Couple this to the growing use of containers and it leads to the growth of ‘Infrastructure as Code’, where the developers embed the required infrastructure definitions into the application code, in the container. Products like Hashi Terraform, AWS Cloud Formation and Red Hat Ansible allow developers to not only deploy their applications, but also include the code to provision the infrastructure needed.

At one level this does make some obvious sense, but it does also have a serious flaw within it, as Tatham observes:

So you've got this perfect storm of the developer being able to hard code what they want for their ‘children’, and they are going to ensure that those children are well fed, without really knowing how much food their children actually need.

Managing that potential for a Cloud resources feeding frenzy through the developers’ natural tendency to supersize their children is the issue Densify is aiming at, using analytics to determine how much food each child actually needs.

The other part of this problem is that in the traditional on-premise environment there was always a degree of control which came from someone having to sign off the payments for new hardware and software. Now there is no annual purchasing cycle, in fact there are no real systems at all, and what is required is ‘rented’ as part of the infrastructure definition encoded into the application code in the container. Tatham says:

We use the term ‘Purchasing as Code’. Micro-purchases are happening every day, and it should be sending a shiver down the spine of finance organisations because they don't have the same control points that they once did. Now companies have to worry about the true consumption quantity, not the discount on what they're buying but how much they're actually consuming on a monthly basis. It's like a supply chain of any of any other type.

What makes it worse is that those infrastructure definitions end up being hard coded into the application code. Now add in the fact that if there is any problem with that code, it will be the developer that gets called in to sort it out. So, what is any developer going to do? Make sure the child is over-fed and make sure the food is always there by hard coding it. The bills keep mounting because the resources, though rarely if ever used, are clearly specified in hard code.

Tatham reckons that around 50% of Cloud resources are, therefore, being paid for by users, but never used.

Densify’s pitch to solve this problem is to use AI tools to monitor the actual resource utilisation of applications and couple it with ‘soft code’ infrastructure definitions – using live utilisation data to adjust the definitions to more tolerable levels while not impeding the performance of the applications. It can then be used to find other applications that can exploit the resources now made available.

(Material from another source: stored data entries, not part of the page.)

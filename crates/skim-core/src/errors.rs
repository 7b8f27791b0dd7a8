//! Structured error types shared across the skimming crates.

use std::collections::BTreeMap;
use std::fmt::{self, Display};

use serde::{Deserialize, Serialize};
use thiserror::Error;

/// Structured payload attached to every [`SkimError`] variant.
#[derive(Debug, Clone, PartialEq, Eq, Serialize, Deserialize)]
pub struct ErrorInfo {
    /// Stable machine readable error code.
    pub code: String,
    /// Human readable diagnostic message.
    pub message: String,
    /// Contextual key value pairs (era, run number, file names, etc.).
    #[serde(default)]
    pub context: BTreeMap<String, String>,
    /// Optional hint that may help the caller resolve the issue.
    #[serde(skip_serializing_if = "Option::is_none")]
    pub hint: Option<String>,
}

impl ErrorInfo {
    /// Creates a new error payload with the provided code and message.
    pub fn new(code: impl Into<String>, message: impl Into<String>) -> Self {
        Self {
            code: code.into(),
            message: message.into(),
            context: BTreeMap::new(),
            hint: None,
        }
    }

    /// Adds a context entry to the payload.
    pub fn with_context(mut self, key: impl Into<String>, value: impl Into<String>) -> Self {
        self.context.insert(key.into(), value.into());
        self
    }

    /// Sets a human readable hint for remediation.
    pub fn with_hint(mut self, hint: impl Into<String>) -> Self {
        self.hint = Some(hint.into());
        self
    }
}

/// Canonical error type for the skimming engine.
#[derive(Debug, Clone, PartialEq, Eq, Serialize, Deserialize, Error)]
#[serde(tag = "family", content = "detail")]
pub enum SkimError {
    /// Invalid or inconsistent job configuration.
    #[error("config error: {0}")]
    Config(ErrorInfo),
    /// Calibration descriptors that cannot be resolved or loaded.
    #[error("calibration error: {0}")]
    Calibration(ErrorInfo),
    /// Event source errors (missing columns, malformed records).
    #[error("source error: {0}")]
    Source(ErrorInfo),
    /// Serialization and schema errors.
    #[error("serde error: {0}")]
    Serde(ErrorInfo),
    /// Filesystem errors raised by the driver.
    #[error("io error: {0}")]
    Io(ErrorInfo),
}

impl Display for ErrorInfo {
    fn fmt(&self, f: &mut fmt::Formatter<'_>) -> fmt::Result {
        write!(f, "{} (code: {})", self.message, self.code)?;
        if !self.context.is_empty() {
            write!(f, " | context: [")?;
            for (idx, (key, value)) in self.context.iter().enumerate() {
                if idx > 0 {
                    write!(f, ", ")?;
                }
                write!(f, "{key}={value}")?;
            }
            write!(f, "]")?;
        }
        if let Some(hint) = &self.hint {
            write!(f, " | hint: {hint}")?;
        }
        Ok(())
    }
}

impl SkimError {
    /// Returns a reference to the payload describing the error.
    pub fn info(&self) -> &ErrorInfo {
        match self {
            SkimError::Config(info)
            | SkimError::Calibration(info)
            | SkimError::Source(info)
            | SkimError::Serde(info)
            | SkimError::Io(info) => info,
        }
    }
}
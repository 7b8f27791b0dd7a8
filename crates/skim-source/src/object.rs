use serde::{Deserialize, Serialize};

use crate::{missing_value, Collection, DataSource, EventScalar, Field};

/// Reconstructed narrow jet.
#[derive(Debug, Clone, PartialEq, Default, Serialize, Deserialize)]
pub struct RecoJet {
    /// Transverse momentum.
    pub pt: f64,
    /// Pseudorapidity.
    pub eta: f64,
    /// Azimuth.
    pub phi: f64,
    /// Mass.
    pub mass: f64,
    /// Catchment area.
    pub area: f64,
    /// DeepFlavour b probability.
    #[serde(default)]
    pub prob_b: f64,
    /// DeepFlavour bb probability.
    #[serde(default)]
    pub prob_bb: f64,
    /// DeepFlavour leptonic b probability.
    #[serde(default)]
    pub prob_lepb: f64,
}

/// Particle-flow candidate or composite daughter of a fat jet.
#[derive(Debug, Clone, PartialEq, Default, Serialize, Deserialize)]
pub struct Candidate {
    /// Transverse momentum.
    pub pt: f64,
    /// Pseudorapidity.
    pub eta: f64,
    /// Azimuth.
    pub phi: f64,
    /// Mass.
    pub mass: f64,
    /// Vertex x position.
    #[serde(default)]
    pub vx: f64,
    /// Vertex y position.
    #[serde(default)]
    pub vy: f64,
    /// Vertex z position.
    #[serde(default)]
    pub vz: f64,
    /// Electric charge.
    #[serde(default)]
    pub charge: f64,
    /// Daughters of a composite candidate.
    #[serde(default)]
    pub daughters: Vec<Candidate>,
}

/// Reconstructed wide jet.
#[derive(Debug, Clone, PartialEq, Default, Serialize, Deserialize)]
pub struct RecoFatJet {
    /// Transverse momentum.
    pub pt: f64,
    /// Pseudorapidity.
    pub eta: f64,
    /// Azimuth.
    pub phi: f64,
    /// Mass.
    pub mass: f64,
    /// Catchment area.
    pub area: f64,
    /// N-subjettiness tau1.
    #[serde(default)]
    pub tau1: f64,
    /// N-subjettiness tau2.
    #[serde(default)]
    pub tau2: f64,
    /// N-subjettiness tau3.
    #[serde(default)]
    pub tau3: f64,
    /// H→bb probability.
    #[serde(default)]
    pub prob_hbb: f64,
    /// Top probabilities (bcq, bqq, bc, bq).
    #[serde(default)]
    pub prob_top: [f64; 4],
    /// Hbb-versus-QCD discriminant.
    #[serde(default)]
    pub hbb_vs_qcd: f64,
    /// Direct daughters of the jet.
    #[serde(default)]
    pub daughters: Vec<Candidate>,
}

/// Generator-level jet.
#[derive(Debug, Clone, Copy, PartialEq, Default, Serialize, Deserialize)]
pub struct GenJetRecord {
    /// Transverse momentum.
    pub pt: f64,
    /// Pseudorapidity.
    pub eta: f64,
    /// Azimuth.
    pub phi: f64,
    /// Mass.
    pub mass: f64,
}

/// Generator-level particle.
#[derive(Debug, Clone, Copy, PartialEq, Default, Serialize, Deserialize)]
pub struct GenParticleRecord {
    /// Signed species identifier.
    pub pdg_id: i32,
    /// Generator status code.
    #[serde(default)]
    pub status: i32,
    /// Transverse momentum.
    pub pt: f64,
    /// Pseudorapidity.
    pub eta: f64,
    /// Azimuth.
    pub phi: f64,
    /// Mass.
    #[serde(default)]
    pub mass: f64,
    /// Parent particle index.
    #[serde(default)]
    pub parent: Option<usize>,
}

/// Reconstructed secondary vertex.
#[derive(Debug, Clone, Copy, PartialEq, Default, Serialize, Deserialize)]
pub struct VertexRecord {
    /// Transverse momentum of the vertex tracks.
    pub pt: f64,
    /// Pseudorapidity.
    pub eta: f64,
    /// Azimuth.
    pub phi: f64,
    /// Mass.
    pub mass: f64,
    /// Vertex x position.
    pub vx: f64,
    /// Vertex y position.
    pub vy: f64,
    /// Vertex z position.
    pub vz: f64,
}

/// Serialized form of an object-mode event.
#[derive(Debug, Clone, PartialEq, Serialize, Deserialize)]
pub struct ObjectRecord {
    /// Run number.
    pub run: u32,
    /// Median pileup energy density.
    pub rho: f64,
    /// Uncorrected missing transverse momentum.
    pub met_pt: f64,
    /// Missing transverse momentum azimuth.
    pub met_phi: f64,
    /// Generator event weight.
    #[serde(default = "default_weight")]
    pub gen_weight: f64,
    /// Narrow jets.
    #[serde(default)]
    pub jets: Vec<RecoJet>,
    /// Wide jets.
    #[serde(default)]
    pub fat_jets: Vec<RecoFatJet>,
    /// Generator narrow jets.
    #[serde(default)]
    pub gen_jets: Vec<GenJetRecord>,
    /// Generator wide jets.
    #[serde(default)]
    pub gen_fat_jets: Vec<GenJetRecord>,
    /// Generator particles.
    #[serde(default)]
    pub gen_particles: Vec<GenParticleRecord>,
    /// Secondary vertices.
    #[serde(default)]
    pub secondary_vertices: Vec<VertexRecord>,
}

fn default_weight() -> f64 {
    1.0
}

impl Default for ObjectRecord {
    fn default() -> Self {
        Self {
            run: 0,
            rho: 0.0,
            met_pt: 0.0,
            met_phi: 0.0,
            gen_weight: default_weight(),
            jets: Vec::new(),
            fat_jets: Vec::new(),
            gen_jets: Vec::new(),
            gen_fat_jets: Vec::new(),
            gen_particles: Vec::new(),
            secondary_vertices: Vec::new(),
        }
    }
}

#[derive(Debug, Clone, Copy, PartialEq)]
struct FlatConstituent {
    fat_jet: usize,
    pt: f64,
    eta: f64,
    phi: f64,
    mass: f64,
    vx: f64,
    vy: f64,
    vz: f64,
    charge: f64,
}

impl FlatConstituent {
    fn new(fat_jet: usize, cand: &Candidate) -> Self {
        Self {
            fat_jet,
            pt: cand.pt,
            eta: cand.eta,
            phi: cand.phi,
            mass: cand.mass,
            vx: cand.vx,
            vy: cand.vy,
            vz: cand.vz,
            charge: cand.charge,
        }
    }
}

/// Object-collection backend.
///
/// Fat-jet constituents are flattened once on construction: a daughter with
/// no daughters of its own is a constituent, otherwise its daughters are.
#[derive(Debug, Clone, PartialEq)]
pub struct ObjectEvent {
    record: ObjectRecord,
    constituents: Vec<FlatConstituent>,
}

impl From<ObjectRecord> for ObjectEvent {
    fn from(record: ObjectRecord) -> Self {
        let mut constituents = Vec::new();
        for (index, fat_jet) in record.fat_jets.iter().enumerate() {
            for daughter in &fat_jet.daughters {
                if daughter.daughters.is_empty() {
                    constituents.push(FlatConstituent::new(index, daughter));
                } else {
                    constituents.extend(
                        daughter
                            .daughters
                            .iter()
                            .map(|grand| FlatConstituent::new(index, grand)),
                    );
                }
            }
        }
        Self {
            record,
            constituents,
        }
    }
}

impl ObjectEvent {
    /// Returns the underlying record.
    pub fn record(&self) -> &ObjectRecord {
        &self.record
    }
}

fn gen_jet_value(jet: &GenJetRecord, field: Field) -> f64 {
    match field {
        Field::Pt => jet.pt,
        Field::Eta => jet.eta,
        Field::Phi => jet.phi,
        Field::Mass => jet.mass,
        _ => missing_value(field),
    }
}

impl DataSource for ObjectEvent {
    fn size(&self, collection: Collection) -> usize {
        match collection {
            Collection::Jet => self.record.jets.len(),
            Collection::FatJet => self.record.fat_jets.len(),
            Collection::GenJet => self.record.gen_jets.len(),
            Collection::GenFatJet => self.record.gen_fat_jets.len(),
            Collection::GenParticle => self.record.gen_particles.len(),
            Collection::JetConstituent => self.constituents.len(),
            Collection::SecondaryVertex => self.record.secondary_vertices.len(),
        }
    }

    fn value(&self, collection: Collection, field: Field, index: usize) -> f64 {
        let record = &self.record;
        match collection {
            Collection::Jet => {
                let jet = &record.jets[index];
                match field {
                    Field::Pt => jet.pt,
                    Field::Eta => jet.eta,
                    Field::Phi => jet.phi,
                    Field::Mass => jet.mass,
                    Field::Area => jet.area,
                    Field::BTagDiscriminant => jet.prob_b + jet.prob_bb + jet.prob_lepb,
                    _ => missing_value(field),
                }
            }
            Collection::FatJet => {
                let jet = &record.fat_jets[index];
                match field {
                    Field::Pt => jet.pt,
                    Field::Eta => jet.eta,
                    Field::Phi => jet.phi,
                    Field::Mass => jet.mass,
                    Field::Area => jet.area,
                    Field::Tau1 => jet.tau1,
                    Field::Tau2 => jet.tau2,
                    Field::Tau3 => jet.tau3,
                    Field::HbbScore => jet.prob_hbb,
                    Field::TopScore => jet.prob_top.iter().sum(),
                    Field::HbbVsQcd => jet.hbb_vs_qcd,
                    _ => missing_value(field),
                }
            }
            Collection::GenJet => gen_jet_value(&record.gen_jets[index], field),
            Collection::GenFatJet => gen_jet_value(&record.gen_fat_jets[index], field),
            Collection::GenParticle => {
                let part = &record.gen_particles[index];
                match field {
                    Field::Pt => part.pt,
                    Field::Eta => part.eta,
                    Field::Phi => part.phi,
                    Field::Mass => part.mass,
                    Field::PdgId => f64::from(part.pdg_id),
                    Field::Status => f64::from(part.status),
                    Field::ParentIndex => part.parent.map_or(-1.0, |parent| parent as f64),
                    _ => missing_value(field),
                }
            }
            Collection::JetConstituent => {
                let cand = &self.constituents[index];
                match field {
                    Field::Pt => cand.pt,
                    Field::Eta => cand.eta,
                    Field::Phi => cand.phi,
                    Field::Mass => cand.mass,
                    Field::Vx => cand.vx,
                    Field::Vy => cand.vy,
                    Field::Vz => cand.vz,
                    Field::Charge => cand.charge,
                    Field::FatJetIndex => cand.fat_jet as f64,
                    _ => missing_value(field),
                }
            }
            Collection::SecondaryVertex => {
                let vtx = &record.secondary_vertices[index];
                match field {
                    Field::Pt => vtx.pt,
                    Field::Eta => vtx.eta,
                    Field::Phi => vtx.phi,
                    Field::Mass => vtx.mass,
                    Field::Vx => vtx.vx,
                    Field::Vy => vtx.vy,
                    Field::Vz => vtx.vz,
                    _ => missing_value(field),
                }
            }
        }
    }

    fn scalar(&self, scalar: EventScalar) -> f64 {
        match scalar {
            EventScalar::Rho => self.record.rho,
            EventScalar::MetPt => self.record.met_pt,
            EventScalar::MetPhi => self.record.met_phi,
            EventScalar::GenWeight => self.record.gen_weight,
        }
    }

    fn run_number(&self) -> u32 {
        self.record.run
    }
}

Ultimately, it opens the possibility for a business to know its resource requirements and gain that chance to move from paying for ‘two smalls and a medium’ when it comes to CSP bills, and instead opt for a single, well-managed `large’ with head-room to spare.

My take

During my conversation with Simon Ratcliffe he made a passing reference to the cloud being a bit like the Wild West and one can see what he means: everyone there can see the potential but without a sensible set of rules and behavioural guidelines the chances of being ripped off are high. That is not to say that any CSP is doing anything deliberately underhand, but it is fair to say that their service charging models veer towards the simplistic when in practice they should be fiercely complex. The majority of users, it would seem, still know no better and end up managing themselves poorly. They also fail to notice that what constituted OK practice in an on-premise environment is very definitely ‘not Best Practice at all when it comes to operations in the cloud.